Go through the records and count the lines where the string "expect" occurs. Reply with the number only.

EXTRACTED ENTRIES START

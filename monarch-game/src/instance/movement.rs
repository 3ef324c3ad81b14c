//! Ruler travel along the roads.

use log::trace;

use super::GameInstance;
use crate::map::{Direction, MapEdge};
use crate::state::RulerPosition;

impl GameInstance {
    /// Start pushing the ruler in `direction`.
    pub fn start_movement(&mut self, direction: Direction) {
        if self.state.is_over() {
            return;
        }
        self.state.ruler.heading = self.state.ruler.heading.press(direction);
    }

    pub fn stop_movement(&mut self, direction: Direction) {
        self.state.ruler.heading = self.state.ruler.heading.release(direction);
    }

    pub(super) fn update_movement(&mut self, dt: f64) {
        let heading = self.state.ruler.heading;
        let mut step = dt * self.state.ruler_speed();

        let (mut edge, mut traveled) = match self.state.ruler.position {
            RulerPosition::AtNode(node) => {
                if heading.is_idle() {
                    return;
                }
                let Some(next) = self.state.map.neighbor_in_direction(node, heading) else {
                    return;
                };
                trace!("ruler sets out from {node} towards {next}");
                (MapEdge::new(node, next), 0.0)
            }
            RulerPosition::InTransit { edge, traveled } => (edge, traveled),
        };

        let length = edge.length(&self.state.map);
        match self.state.map.destination_along(edge, heading) {
            // No key held along this road: stay put mid-road.
            None => return,
            Some(to) if to == edge.from => {
                edge = edge.reversed();
                traveled = length - traveled;
            }
            Some(_) => {}
        }

        step = step.max(0.0);
        if traveled + step >= length {
            self.arrive(edge);
        } else {
            self.state.ruler.position = RulerPosition::InTransit {
                edge,
                traveled: traveled + step,
            };
        }
    }

    fn arrive(&mut self, edge: MapEdge) {
        let node = edge.to;
        self.state.ruler.position = RulerPosition::AtNode(node);
        self.state.ruler.heading = Default::default();
        if self.state.explored.insert(node) {
            trace!("ruler explored {node}");
        }
    }
}

#[cfg(test)]
mod tests {
    use super::super::tests::seeded;
    use crate::map::{Direction, Heading, NodeId};
    use crate::state::RulerPosition;

    fn direction_to(game: &super::GameInstance, from: NodeId, to: NodeId) -> Direction {
        let a = game.map().position(from);
        let b = game.map().position(to);
        Direction::between(a, b).expect("adjacent")
    }

    #[test]
    fn ruler_walks_a_road_and_explores_the_far_end() {
        let mut game = seeded(6);
        let root = game.map().root();
        let lane = game.map().children(root)[0];
        assert!(!game.state().is_explored(lane));
        game.start_movement(direction_to(&game, root, lane));

        // 60 units per day over a 1-unit road.
        assert!(game.advance(0.01).is_ok());
        assert!(matches!(
            game.state().ruler.position,
            RulerPosition::InTransit { .. }
        ));
        let midway = game.ruler_point();
        let start = game.map().point(root);
        assert!((midway.distance_to(start) - 0.6).abs() < 1e-9);

        assert!(game.advance(0.01).is_ok());
        assert_eq!(game.ruler_node(), Some(lane));
        assert!(game.state().is_explored(lane));
        assert_eq!(game.state().ruler.heading, Heading::default());
    }

    #[test]
    fn reversing_mid_road_heads_back() {
        let mut game = seeded(6);
        let root = game.map().root();
        let lane = game.map().children(root)[0];
        let out = direction_to(&game, root, lane);
        game.start_movement(out);
        assert!(game.advance(0.01).is_ok());
        game.stop_movement(out);
        game.start_movement(out.opposite());
        assert!(game.advance(0.01).is_ok());
        assert_eq!(game.ruler_node(), Some(root));
    }

    #[test]
    fn releasing_the_key_mid_road_halts_the_ruler() {
        let mut game = seeded(6);
        let root = game.map().root();
        let lane = game.map().children(root)[0];
        let out = direction_to(&game, root, lane);
        game.start_movement(out);
        assert!(game.advance(0.01).is_ok());
        game.stop_movement(out);
        assert_eq!(game.state().ruler.heading, Heading::default());
        let halted = game.state().ruler.position;

        assert!(game.advance(0.01).is_ok());
        assert_eq!(game.state().ruler.position, halted);
        assert!(!game.state().is_explored(lane));

        // A key across the road does not move the ruler either.
        let (dx, dy) = out.delta();
        let across = Direction::ALL
            .into_iter()
            .find(|dir| dir.delta().0 * dx + dir.delta().1 * dy == 0)
            .expect("a perpendicular direction");
        game.start_movement(across);
        assert!(game.advance(0.01).is_ok());
        assert_eq!(game.state().ruler.position, halted);

        game.stop_movement(across);
        game.start_movement(out);
        assert!(game.advance(0.01).is_ok());
        assert_eq!(game.ruler_node(), Some(lane));
    }

    #[test]
    fn no_road_in_that_direction_means_no_movement() {
        let mut game = seeded(6);
        let root = game.map().root();
        let lanes = game.map().children(root).to_vec();
        let blocked = Direction::ALL.into_iter().find(|dir| {
            lanes
                .iter()
                .all(|lane| game.map().position(*lane) != game.map().position(root).step(*dir))
        });
        if let Some(dir) = blocked {
            game.start_movement(dir);
            assert!(game.advance(0.01).is_ok());
            assert_eq!(game.ruler_node(), Some(root));
        }
    }
}
#[cfg(test)]
mod tests {
    use super::super::tests::seeded;
    use super::GameInstance;
    use crate::combat::Stronghold;
    use crate::error::CommandError;
    use crate::map::NodeId;
    use crate::population::SubjectType;
    use crate::settlement::{Settlement, SettlementType};
    use crate::state::{DayPhase, RulerPosition};
    use crate::wall::Wall;

    fn walk_to(game: &mut GameInstance, node: NodeId) {
        game.with_state_mut(|state| {
            state.explored.insert(node);
            state.ruler.position = RulerPosition::AtNode(node);
        });
    }

    /// First lane and its first child, cleared of strongholds and settlers.
    fn quiet_lane(game: &mut GameInstance) -> (NodeId, NodeId) {
        let root = game.map().root();
        let lane = game.map().children(root)[0];
        let next = game.map().children(lane)[0];
        game.with_state_mut(|state| {
            state.strongholds.remove(&next);
            state.remove_settlement(next);
            state.wipe_population(lane);
            state.wipe_population(next);
            state.ruler.gold = 25;
        });
        (lane, next)
    }

    #[test]
    fn capture_requires_a_supporting_neighbor_from_before_today() {
        let mut game = seeded(40);
        let (lane, next) = quiet_lane(&mut game);
        walk_to(&mut game, next);
        assert_eq!(
            game.capture_node(next),
            Err(CommandError::NoSupportingNeighbor(next))
        );
        walk_to(&mut game, lane);
        assert!(game.can_capture(lane));
        assert!(game.capture_node(lane).is_ok());
        assert_eq!(game.state().ruler.gold, 20);
        walk_to(&mut game, next);
        assert_eq!(
            game.capture_node(next),
            Err(CommandError::NoSupportingNeighbor(next))
        );

        // The lock lifts at dawn.
        assert!(game.advance(1.0).is_ok());
        assert!(game.advance(1.0).is_ok());
        assert!(game.state().is_captured(lane));
        assert!(game.capture_node(next).is_ok());
        assert!(game.state().is_ledger_consistent());
    }

    #[test]
    fn capture_is_declined_at_night_and_against_strongholds() {
        let mut game = seeded(41);
        let (lane, next) = quiet_lane(&mut game);
        walk_to(&mut game, lane);
        game.with_state_mut(|state| state.calendar.phase = DayPhase::Night);
        assert_eq!(game.capture_node(lane), Err(CommandError::NotDaytime));
        game.with_state_mut(|state| {
            state.calendar.phase = DayPhase::Day;
            state.strongholds.insert(lane, Stronghold::new(1, true));
        });
        assert_eq!(game.capture_node(lane), Err(CommandError::StrongholdPresent(lane)));
        assert_eq!(game.capture_node(next), Err(CommandError::RulerNotPresent(next)));
        assert_eq!(game.state().ruler.gold, 25);
    }

    #[test]
    fn capture_pulls_soldiers_forward() {
        let mut game = seeded(42);
        let root = game.map().root();
        let (lane, _) = quiet_lane(&mut game);
        game.with_state_mut(|state| {
            state.add_subjects(root, SubjectType::Soldier, 5);
            state.add_subjects(root, SubjectType::Captain, 1);
        });
        walk_to(&mut game, lane);
        assert!(game.capture_node(lane).is_ok());
        let state = game.state();
        // Other root lanes still hold strongholds: half the soldiers move.
        assert_eq!(state.population(lane).count(SubjectType::Soldier), 2);
        assert_eq!(state.population(root).count(SubjectType::Soldier), 3);
        assert_eq!(state.population(root).count(SubjectType::Captain), 1);
    }

    #[test]
    fn cities_keep_their_distance_and_cost_gold() {
        let mut game = seeded(43);
        let (lane, next) = quiet_lane(&mut game);
        game.with_state_mut(|state| {
            state.mark_captured(lane);
            state.mark_captured(next);
        });
        assert_eq!(
            game.build_city(next),
            Err(CommandError::TooCloseToCity(2))
        );
        game.with_state_mut(|state| state.ruler.gold = 10);
        let far = game.map().children(next).first().copied();
        if let Some(far) = far {
            game.with_state_mut(|state| {
                state.strongholds.remove(&far);
                state.remove_settlement(far);
                state.mark_captured(far);
            });
            assert_eq!(
                game.build_city(far),
                Err(CommandError::CannotAfford {
                    needed: 16,
                    available: 10
                })
            );
            game.with_state_mut(|state| state.ruler.gold = 20);
            assert!(game.build_city(far).is_ok());
            assert_eq!(game.state().ruler.gold, 4);
            let city = game.state().settlement(far).expect("city");
            assert!(city.is_building_site());
        }
    }

    #[test]
    fn farms_need_arable_land() {
        let mut game = seeded(44);
        let (lane, _) = quiet_lane(&mut game);
        game.with_state_mut(|state| state.mark_captured(lane));
        if !game.map().is_arable(lane) {
            assert_eq!(game.build_farm(lane), Err(CommandError::NotArable(lane)));
        }
        game.with_state_mut(|state| state.map.mark_arable(lane));
        assert!(game.build_farm(lane).is_ok());
        assert_eq!(game.state().ruler.gold, 15);
    }

    #[test]
    fn equipping_spends_the_local_treasury_first() {
        let mut game = seeded(45);
        let root = game.map().root();
        game.with_state_mut(|state| state.ruler.gold = 10);
        assert!(game.equip_subject(SubjectType::Soldier).is_ok());
        let state = game.state();
        assert_eq!(state.capital().map(Settlement::gold), Some(18));
        assert_eq!(state.ruler.gold, 10);
        assert_eq!(state.population(root).count(SubjectType::Soldier), 1);
        assert_eq!(state.population(root).count(SubjectType::Idle), 4);
        assert_eq!(
            game.equip_subject(SubjectType::Captain),
            Err(CommandError::EquipmentNotSold(SubjectType::Captain))
        );
        assert_eq!(
            game.equip_subject(SubjectType::Idle),
            Err(CommandError::EquipmentNotSold(SubjectType::Idle))
        );
    }

    #[test]
    fn retinue_is_capped_by_capital_level() {
        let mut game = seeded(46);
        for _ in 0..4 {
            assert!(game.recruit_subject(SubjectType::Idle).is_ok());
        }
        assert_eq!(
            game.recruit_subject(SubjectType::Idle),
            Err(CommandError::RetinueFull)
        );
        assert!(game.equip_subject(SubjectType::Worker).is_ok());
        assert_eq!(game.state().retinue().count(SubjectType::Worker), 1);
        assert!(game.leave_subject(SubjectType::Worker).is_ok());
        assert_eq!(
            game.leave_subject(SubjectType::Farmer),
            Err(CommandError::NoSubject(SubjectType::Farmer))
        );
        assert!(game.state().is_ledger_consistent());
    }

    #[test]
    fn gold_transfers_clip_to_purse_and_treasury() {
        let mut game = seeded(47);
        assert!(game.withdraw_gold(100).is_ok());
        assert_eq!(game.state().ruler.gold, 20);
        assert_eq!(game.state().capital().map(Settlement::gold), Some(0));
        // Level-2 purse holds 25, but the treasury is empty.
        assert_eq!(game.withdraw_gold(1), Err(CommandError::NothingToTransfer));
        assert!(game.deposit_gold(7).is_ok());
        assert_eq!(game.state().ruler.gold, 13);
        assert_eq!(game.state().capital().map(Settlement::gold), Some(7));
        game.with_state_mut(|state| state.ruler.gold = 25);
        assert_eq!(game.withdraw_gold(5), Err(CommandError::PurseFull));
        assert_eq!(game.state().capital().map(Settlement::gold), Some(7));
    }

    #[test]
    fn peddlers_trade_but_take_no_deposits() {
        let mut game = seeded(48);
        let Some(site) = game.map().peddler_sites().iter().next().copied() else {
            return;
        };
        walk_to(&mut game, site);
        game.with_state_mut(|state| state.ruler.gold = 3);
        assert_eq!(game.deposit_gold(1), Err(CommandError::DepositsNotAccepted));
        assert!(game.withdraw_gold(10).is_ok());
        assert_eq!(game.state().ruler.gold, 5);
        assert_eq!(
            game.state().settlement(site).map(Settlement::gold),
            Some(0)
        );
    }

    #[test]
    fn walls_wait_for_the_settlement_and_finish_before_upgrading() {
        let mut game = seeded(49);
        let (lane, _) = quiet_lane(&mut game);
        game.with_state_mut(|state| {
            state.mark_captured(lane);
            state.insert_settlement(lane, Settlement::founded(SettlementType::City).expect("city"));
        });
        walk_to(&mut game, lane);
        assert_eq!(game.build_wall(), Err(CommandError::UnderConstruction(lane)));
        game.with_state_mut(|state| {
            state.remove_settlement(lane);
        });
        assert!(game.build_wall().is_ok());
        assert_eq!(game.state().ruler.gold, 21);
        assert_eq!(game.upgrade_wall(), Err(CommandError::UnderConstruction(lane)));
        assert_eq!(game.build_wall(), Err(CommandError::WallExists(lane)));
    }

    #[test]
    fn settlement_upgrades_respect_the_capital_level() {
        let mut game = seeded(50);
        let (lane, _) = quiet_lane(&mut game);
        game.with_state_mut(|state| {
            state.mark_captured(lane);
            let mut city = Settlement::founded(SettlementType::City).expect("city");
            let _ = city.advance(1.0, &crate::settlement::SettlementContext {
                workers: 10,
                ..Default::default()
            });
            let _ = city.begin_upgrade();
            let _ = city.advance(1.0, &crate::settlement::SettlementContext {
                workers: 10,
                ..Default::default()
            });
            state.insert_settlement(lane, city);
        });
        walk_to(&mut game, lane);
        assert_eq!(game.state().settlement(lane).map(Settlement::level), Some(2));
        assert_eq!(
            game.upgrade_settlement(),
            Err(CommandError::LockedByCapitalLevel { required: 3 })
        );
        let root = game.map().root();
        walk_to(&mut game, root);
        assert!(game.upgrade_settlement().is_ok());
        assert!(game.state().capital().is_some_and(Settlement::is_upgrading));
        assert_eq!(game.state().ruler.gold, 9);
    }

    #[test]
    fn sorties_need_soldiers_and_a_visible_target() {
        let mut game = seeded(51);
        let root = game.map().root();
        assert_eq!(game.launch_sortie(), Err(CommandError::NoSoldiers));
        game.with_state_mut(|state| state.add_subjects(root, SubjectType::Soldier, 3));
        assert_eq!(
            game.launch_sortie(),
            Err(CommandError::NoReachableStronghold(root))
        );
        let (lane, next) = quiet_lane(&mut game);
        game.with_state_mut(|state| {
            state.explored.extend([lane, next]);
            state.strongholds.insert(next, Stronghold::new(2, true));
        });
        assert!(game.can_launch_sortie(root));
        assert!(game.launch_sortie().is_ok());
        let sortie = game.sortie_at(root).expect("sortie");
        assert_eq!(sortie.target(), next);
        assert_eq!(sortie.distance(), 1);
        assert_eq!(game.sortie_targeting(next).map(|(origin, _)| origin), Some(root));
        assert_eq!(game.launch_sortie(), Err(CommandError::SortieExists(root)));
        assert!(game.cancel_sortie().is_ok());
        assert_eq!(game.cancel_sortie(), Err(CommandError::NoSortie(root)));
    }

    fn built_wall() -> Wall {
        let mut wall = Wall::new();
        let _ = wall.advance(1.0, 10);
        assert!(!wall.is_under_construction());
        wall
    }

    #[test]
    fn wall_upgrades_wait_for_the_city_to_be_built() {
        let mut game = seeded(52);
        let (lane, _) = quiet_lane(&mut game);
        game.with_state_mut(|state| {
            state.mark_captured(lane);
            state.walls.insert(lane, built_wall());
            state.insert_settlement(lane, Settlement::founded(SettlementType::City).expect("city"));
        });
        walk_to(&mut game, lane);
        assert_eq!(game.upgrade_wall(), Err(CommandError::UnderConstruction(lane)));
        assert_eq!(game.state().ruler.gold, 25);
        assert!(game.state().walls.get(&lane).is_some_and(|wall| !wall.is_upgrading()));

        game.with_state_mut(|state| {
            if let Some(city) = state.settlement_mut(lane) {
                let _ = city.advance(1.0, &crate::settlement::SettlementContext {
                    workers: 10,
                    ..Default::default()
                });
            }
        });
        assert!(game.upgrade_wall().is_ok());
        assert_eq!(game.state().ruler.gold, 19);
        assert!(game.state().walls.get(&lane).is_some_and(Wall::is_upgrading));
    }

    #[test]
    fn a_city_still_being_built_already_equips() {
        let mut game = seeded(53);
        let (lane, _) = quiet_lane(&mut game);
        game.with_state_mut(|state| {
            state.mark_captured(lane);
            state.insert_settlement(lane, Settlement::founded(SettlementType::City).expect("city"));
            state.add_subjects(lane, SubjectType::Idle, 1);
        });
        walk_to(&mut game, lane);
        let cost = game.state().equipment_cost(SubjectType::Worker);
        assert!(game.equip_subject(SubjectType::Worker).is_ok());
        let state = game.state();
        assert!(state.settlement(lane).is_some_and(Settlement::is_building_site));
        assert_eq!(state.population(lane).count(SubjectType::Worker), 1);
        assert_eq!(state.population(lane).count(SubjectType::Idle), 0);
        assert_eq!(state.ruler.gold, 25 - cost);
    }

    #[test]
    fn abandoned_upgrades_keep_their_level_and_their_cost() {
        let mut game = seeded(54);
        let root = game.map().root();
        game.with_state_mut(|state| state.ruler.gold = 25);
        assert_eq!(game.cancel_upgrade(), Err(CommandError::NotUpgrading(root)));
        assert!(game.upgrade_settlement().is_ok());
        let purse = game.state().ruler.gold;

        assert!(game.cancel_upgrade().is_ok());
        let capital = game.state().capital().expect("capital");
        assert!(!capital.is_upgrading());
        assert_eq!(capital.level(), 2);
        assert_eq!(capital.gold(), 0);
        assert_eq!(game.state().ruler.gold, purse);

        game.with_state_mut(|state| {
            let mut wall = built_wall();
            assert!(wall.begin_upgrade());
            state.walls.insert(root, wall);
        });
        assert!(game.cancel_upgrade().is_ok());
        let wall = game.state().walls.get(&root).expect("wall");
        assert!(!wall.is_upgrading());
        assert_eq!(wall.level(), 1);
        assert_eq!(game.cancel_upgrade(), Err(CommandError::NotUpgrading(root)));
    }
}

EXTRACTED ENTRIES END

ANSWER FOR THE TASK:
10